*Activity*
Write out every record below exactly as it appears.

*Dataset entries*
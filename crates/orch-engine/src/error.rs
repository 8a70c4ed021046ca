use std::fmt;

use orch_types::{run::Station, CoderunnerError};

/// Raised when a station is still waiting on an external job, or when the
/// adapter reports a retryable transport/configuration problem. Callers
/// must retry the queue message; the run and station both stay `running`.
#[derive(Debug)]
pub struct RetryableStationExecutionError {
    pub station: Station,
    pub reason: String,
}

impl fmt::Display for RetryableStationExecutionError {
    fn fmt(&self, f: &mut fmt::Formatter<'_>) -> fmt::Result {
        write!(f, "station {} is retryable: {}", self.station.as_str(), self.reason)
    }
}

impl std::error::Error for RetryableStationExecutionError {}

/// Raised when a station adapter returns a terminal non-success outcome, or
/// a non-retryable internal error occurs while executing a station. Drives
/// `handleTerminalRunFailure`: CAS the run to `failed`.
#[derive(Debug)]
pub struct StationTerminalFailureError {
    pub station: Station,
    pub reason: String,
}

impl fmt::Display for StationTerminalFailureError {
    fn fmt(&self, f: &mut fmt::Formatter<'_>) -> fmt::Result {
        write!(f, "station {} failed terminally: {}", self.station.as_str(), self.reason)
    }
}

impl std::error::Error for StationTerminalFailureError {}

/// The two ways `executeStation` can fail. Any other error surfacing from
/// store I/O is folded into `Terminal` by the caller.
#[derive(Debug)]
pub enum StationError {
    Retryable(RetryableStationExecutionError),
    Terminal(StationTerminalFailureError),
}

impl fmt::Display for StationError {
    fn fmt(&self, f: &mut fmt::Formatter<'_>) -> fmt::Result {
        match self {
            StationError::Retryable(e) => e.fmt(f),
            StationError::Terminal(e) => e.fmt(f),
        }
    }
}

impl std::error::Error for StationError {}

impl StationError {
    pub fn retryable(station: Station, reason: impl Into<String>) -> Self {
        StationError::Retryable(RetryableStationExecutionError {
            station,
            reason: reason.into(),
        })
    }

    pub fn terminal(station: Station, reason: impl Into<String>) -> Self {
        StationError::Terminal(StationTerminalFailureError {
            station,
            reason: reason.into(),
        })
    }

    /// Classifies a failed adapter call using its `retryable` flag.
    pub fn from_coderunner_error(station: Station, err: CoderunnerError) -> Self {
        if err.is_retryable() {
            StationError::retryable(station, err.message)
        } else {
            StationError::terminal(station, err.message)
        }
    }
}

*Task answer*
filename crates/orch-engine/src/error.rs
repository 8a70c4ed021046ca
use std::fmt;

use orch_types::{run::Station, CoderunnerError};

/// Raised when a station is still waiting on an external job, or when the
/// adapter reports a retryable transport/configuration problem. Callers
/// must retry the queue message; the run and station both stay `running`.
#[derive(Debug)]
pub struct RetryableStationExecutionError {
    pub station: Station,
    pub reason: String,
}

impl fmt::Display for RetryableStationExecutionError {
    fn fmt(&self, f: &mut fmt::Formatter<'_>) -> fmt::Result {
        write!(f, "station {} is retryable: {}", self.station.as_str(), self.reason)
    }
}

impl std::error::Error for RetryableStationExecutionError {}

/// Raised when a station adapter returns a terminal non-success outcome, or
/// a non-retryable internal error occurs while executing a station. Drives
/// `handleTerminalRunFailure`: CAS the run to `failed`.
#[derive(Debug)]
pub struct StationTerminalFailureError {
    pub station: Station,
    pub reason: String,
}

impl fmt::Display for StationTerminalFailureError {
    fn fmt(&self, f: &mut fmt::Formatter<'_>) -> fmt::Result {
        write!(f, "station {} failed terminally: {}", self.station.as_str(), self.reason)
    }
}

impl std::error::Error for StationTerminalFailureError {}

/// The two ways `executeStation` can fail. Any other error surfacing from
/// store I/O is folded into `Terminal` by the caller.
#[derive(Debug)]
pub enum StationError {
    Retryable(RetryableStationExecutionError),
    Terminal(StationTerminalFailureError),
}

impl fmt::Display for StationError {
    fn fmt(&self, f: &mut fmt::Formatter<'_>) -> fmt::Result {
        match self {
            StationError::Retryable(e) => e.fmt(f),
            StationError::Terminal(e) => e.fmt(f),
        }
    }
}

impl std::error::Error for StationError {}

impl StationError {
    pub fn retryable(station: Station, reason: impl Into<String>) -> Self {
        StationError::Retryable(RetryableStationExecutionError {
            station,
            reason: reason.into(),
        })
    }

    pub fn terminal(station: Station, reason: impl Into<String>) -> Self {
        StationError::Terminal(StationTerminalFailureError {
            station,
            reason: reason.into(),
        })
    }

    /// Classifies a failed adapter call using its `retryable` flag.
    pub fn from_coderunner_error(station: Station, err: CoderunnerError) -> Self {
        if err.is_retryable() {
            StationError::retryable(station, err.message)
        } else {
            StationError::terminal(station, err.message)
        }
    }
}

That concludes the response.